I do not want to live in this world either. Every day I spend focused on fixing the suck is a day I end up wanting back. Rarely do I look around at the end of that time and think, "Damn. I'm glad I spent my day fixing the suck." Mostly I just want to curl up with a glass of wine and mindless TV, possibly take a bath to cleanse myself of the stench of the suck. 

Unfortunately, for many of us, our jobs are nothing but endless cycles of fixing the suck. This may explain a lot about why we are so depressed and dispirited by our work. All we are doing is thinking about what sucks, why it sucks, who's responsible for how much it sucks, how it's never going to stop sucking, how all we are talking about is how much things suck, etc.

Frankly, it sucks. 

And here's the thing. I'm not even sure that we are truly able to decrease the suck by focusing on that.  The suck is like quicksand or a black hole. It just pulls you in and drains from your mind all memories or ideas of the awesome. When you are thinking about the suck, the awesome no longer exists. You end up spending your time moving between less and more sucky.

I actually believe that the only way to decrease the suck is by increasing the awesome. 

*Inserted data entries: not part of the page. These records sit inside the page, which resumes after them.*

use armlet::{error::CompileError, machine::Machine};

#[test]
fn unexecuted_program_renders_to_its_source() {
    let source = "\
start: push 6 @ six
push 'x'
jump start + 2";

    let mut machine = Machine::new();

    machine
        .compile(source)
        .expect("could not compile the source code");

    assert_eq!(machine.render(), source);
}

#[test]
fn data_lines_render_back() {
    let source = "\
top: 5 @ a cell
     @ note only
42
\"text\"
'c'
end:";

    let mut machine = Machine::new();

    machine
        .compile(source)
        .expect("could not compile the source code");

    assert_eq!(machine.render(), source);
}

#[test]
fn written_cells_take_canonical_spelling() {
    let mut machine = Machine::new();

    machine
        .compile("move 3.50, 1\n\"xy\"")
        .expect("could not compile the source code");
    machine
        .run()
        .expect("an error occured while running the program");

    assert_eq!(machine.render(), "move 3.50, 1\n3.5");
}

#[test]
fn labels_survive_overwrites() {
    let mut machine = Machine::new();

    machine
        .compile("move 9, out\nout: 0")
        .expect("could not compile the source code");
    machine
        .run()
        .expect("an error occured while running the program");

    assert_eq!(machine.render(), "move 9, out\nout: 9");
}

#[test]
fn compile_errors_carry_the_line_number() {
    let mut machine = Machine::new();

    match machine.compile("push 1\npush 2\njump [") {
        Err(CompileError::Syntax { line, .. }) => assert_eq!(line, 2),
        other => panic!("expected a syntax error, got {:?}", other),
    }

    match machine.compile("one:\ntwo:\none:") {
        Err(CompileError::DuplicateLabel { name, line }) => {
            assert_eq!(name, "one");
            assert_eq!(line, 2);
        }
        other => panic!("expected a duplicate label error, got {:?}", other),
    }
}
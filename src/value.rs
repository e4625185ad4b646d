//! The unified cell value type.
//!
//! Memory cells, stack slots and evaluated operands all hold the same
//! [Value] type. There is no separate code segment: an instruction is
//! just a value that happens to be [Code](Value::Code), and programs
//! are free to overwrite their own instruction cells with data or with
//! other instructions.

use std::cmp::Ordering;
use std::fmt;

use crate::error::RuntimeError;
use crate::instruction::Instruction;

/// A single cell of machine state.
#[derive(Clone, Debug, PartialEq)]
pub enum Value {
    /// An unwritten cell. Reads of addresses beyond the populated
    /// memory yield this.
    Empty,

    /// All numbers are 64-bit floats, like the arithmetic they feed.
    Number(f64),

    Text(String),

    /// A compiled instruction occupying a memory cell.
    Code(Instruction),
}

impl Value {
    /// The category name used in type mismatch messages.
    pub fn type_name(&self) -> &'static str {
        match self {
            Value::Empty => "empty",
            Value::Number(_) => "number",
            Value::Text(_) => "text",
            Value::Code(_) => "code",
        }
    }

    /// Truthiness for logical negation: zero, the empty string and
    /// empty cells are false, everything else is true.
    pub fn truthy(&self) -> bool {
        match self {
            Value::Empty => false,
            Value::Number(n) => *n != 0.0 && !n.is_nan(),
            Value::Text(s) => !s.is_empty(),
            Value::Code(_) => true,
        }
    }

    pub fn as_number(&self) -> Result<f64, RuntimeError> {
        match self {
            Value::Number(n) => Ok(*n),
            other => Err(RuntimeError::TypeMismatch {
                expected: "number",
                found: other.type_name(),
            }),
        }
    }

    /// Interprets the value as a memory address.
    ///
    /// Only non-negative integral numbers qualify; anything else is an
    /// invalid address or a type mismatch.
    pub fn as_address(&self) -> Result<usize, RuntimeError> {
        let number = self.as_number()?;

        if number < 0.0 || number.fract() != 0.0 || !number.is_finite() {
            return Err(RuntimeError::InvalidAddress { value: number });
        }

        Ok(number as usize)
    }

    /// The bare textual form, without quotes. This is what CAT
    /// concatenates and what number cells render as.
    pub fn plain(&self) -> String {
        match self {
            Value::Empty => String::new(),
            Value::Number(n) => format!("{}", n),
            Value::Text(s) => s.clone(),
            Value::Code(instruction) => instruction.to_string(),
        }
    }

    /// The source form of the value: single-character strings take
    /// single quotes, longer ones double quotes, and instructions
    /// reproduce the line they were parsed from.
    pub fn render(&self) -> String {
        match self {
            Value::Text(s) if s.chars().count() == 1 => format!("'{}'", s),
            Value::Text(s) => format!("\"{}\"", s),
            other => other.plain(),
        }
    }

    /// Compares the value against the zero identity of its type: 0 for
    /// numbers, the empty string for text.
    pub fn zero_cmp(&self) -> Result<Ordering, RuntimeError> {
        match self {
            Value::Number(n) => Ok(n.partial_cmp(&0.0).unwrap_or(Ordering::Equal)),
            Value::Text(s) => Ok(if s.is_empty() {
                Ordering::Equal
            } else {
                Ordering::Greater
            }),
            other => Err(RuntimeError::TypeMismatch {
                expected: "number or text",
                found: other.type_name(),
            }),
        }
    }
}

impl fmt::Display for Value {
    fn fmt(&self, f: &mut fmt::Formatter) -> fmt::Result {
        write!(f, "{}", self.render())
    }
}

/// Orders two values of like type. NaN compares equal to everything,
/// text compares lexicographically, mixing types is an error.
pub fn compare(a: &Value, b: &Value) -> Result<Ordering, RuntimeError> {
    match (a, b) {
        (Value::Number(a), Value::Number(b)) => {
            Ok(a.partial_cmp(b).unwrap_or(Ordering::Equal))
        }
        (Value::Text(a), Value::Text(b)) => Ok(a.cmp(b)),
        (a, b) => Err(RuntimeError::TypeMismatch {
            expected: a.type_name(),
            found: b.type_name(),
        }),
    }
}

/// Converts a value to a number.
///
/// Numbers pass through. Text containing a `digits.digits` sequence is
/// read as a float, otherwise its leading integer prefix is taken.
/// Text without any leading number, and non-scalar values, are errors.
pub fn cast(value: &Value) -> Result<Value, RuntimeError> {
    let text = match value {
        Value::Number(n) => return Ok(Value::Number(*n)),
        Value::Text(s) => s.trim(),
        other => {
            return Err(RuntimeError::TypeMismatch {
                expected: "number or text",
                found: other.type_name(),
            })
        }
    };

    let parsed = if looks_decimal(text) {
        numeric_prefix(text, true)
    } else {
        numeric_prefix(text, false)
    };

    match parsed {
        Some(number) => Ok(Value::Number(number)),
        None => Err(RuntimeError::TypeMismatch {
            expected: "numeric text",
            found: "text",
        }),
    }
}

/// True if the text contains a digit, a dot and a digit in sequence
/// anywhere.
fn looks_decimal(text: &str) -> bool {
    text.as_bytes()
        .windows(3)
        .any(|w| w[0].is_ascii_digit() && w[1] == b'.' && w[2].is_ascii_digit())
}

/// Parses the longest numeric prefix of `text`, optionally accepting a
/// fractional part. Returns None when no digits lead the text.
fn numeric_prefix(text: &str, decimal: bool) -> Option<f64> {
    let bytes = text.as_bytes();
    let mut end = 0;

    if end < bytes.len() && (bytes[end] == b'-' || bytes[end] == b'+') {
        end += 1;
    }

    let digits_start = end;

    while end < bytes.len() && bytes[end].is_ascii_digit() {
        end += 1;
    }

    if end == digits_start {
        return None;
    }

    if decimal && end < bytes.len() && bytes[end] == b'.' {
        let mut fraction = end + 1;

        while fraction < bytes.len() && bytes[fraction].is_ascii_digit() {
            fraction += 1;
        }

        if fraction > end + 1 {
            end = fraction;
        }
    }

    text[..end].parse().ok()
}

#[cfg(test)]
mod tests {
    use super::*;

    #[test]
    fn truthiness() {
        assert!(!Value::Empty.truthy());
        assert!(!Value::Number(0.0).truthy());
        assert!(!Value::Number(f64::NAN).truthy());
        assert!(Value::Number(-1.5).truthy());
        assert!(!Value::Text(String::new()).truthy());
        assert!(Value::Text("x".into()).truthy());
    }

    #[test]
    fn render_quotes_by_length() {
        assert_eq!(Value::Text("a".into()).render(), "'a'");
        assert_eq!(Value::Text("ab".into()).render(), "\"ab\"");
        assert_eq!(Value::Text(String::new()).render(), "\"\"");
        assert_eq!(Value::Number(6.0).render(), "6");
        assert_eq!(Value::Number(6.5).render(), "6.5");
        assert_eq!(Value::Empty.render(), "");
    }

    #[test]
    fn addresses_are_nonnegative_integers() {
        assert_eq!(Value::Number(7.0).as_address(), Ok(7));
        assert!(Value::Number(-1.0).as_address().is_err());
        assert!(Value::Number(2.5).as_address().is_err());
        assert!(Value::Text("3".into()).as_address().is_err());
    }

    #[test]
    fn comparisons() {
        let a = Value::Number(1.0);
        let b = Value::Number(2.0);

        assert_eq!(compare(&a, &b), Ok(Ordering::Less));
        assert_eq!(compare(&b, &a), Ok(Ordering::Greater));
        assert_eq!(
            compare(&Value::Text("abc".into()), &Value::Text("abd".into())),
            Ok(Ordering::Less),
        );
        assert!(compare(&a, &Value::Text("1".into())).is_err());
    }

    #[test]
    fn zero_identities() {
        assert_eq!(Value::Number(0.0).zero_cmp(), Ok(Ordering::Equal));
        assert_eq!(Value::Number(-3.0).zero_cmp(), Ok(Ordering::Less));
        assert_eq!(Value::Text(String::new()).zero_cmp(), Ok(Ordering::Equal));
        assert_eq!(Value::Text("hi".into()).zero_cmp(), Ok(Ordering::Greater));
    }

    #[test]
    fn casting() {
        assert_eq!(cast(&Value::Number(4.25)), Ok(Value::Number(4.25)));
        assert_eq!(cast(&Value::Text("42".into())), Ok(Value::Number(42.0)));
        assert_eq!(cast(&Value::Text("3.5cm".into())), Ok(Value::Number(3.5)));
        assert_eq!(cast(&Value::Text("-7 up".into())), Ok(Value::Number(-7.0)));
        assert_eq!(cast(&Value::Text("12.d".into())), Ok(Value::Number(12.0)));
        assert!(cast(&Value::Text("twelve".into())).is_err());
        assert!(cast(&Value::Empty).is_err());
    }
}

The awesome is inspiring. It shows you what can happen, rather than what can't. The more you work for the awesome, the better you feel. AND the better your work becomes. Striving for the awesome is building something. It's creation. 

I spend a lot of time working with people who are feeling stuck or want something different for their careers. Often their unhappiness can be traced back to exactly how much time they are spending with the suck. Their goal is to find the awesome again. 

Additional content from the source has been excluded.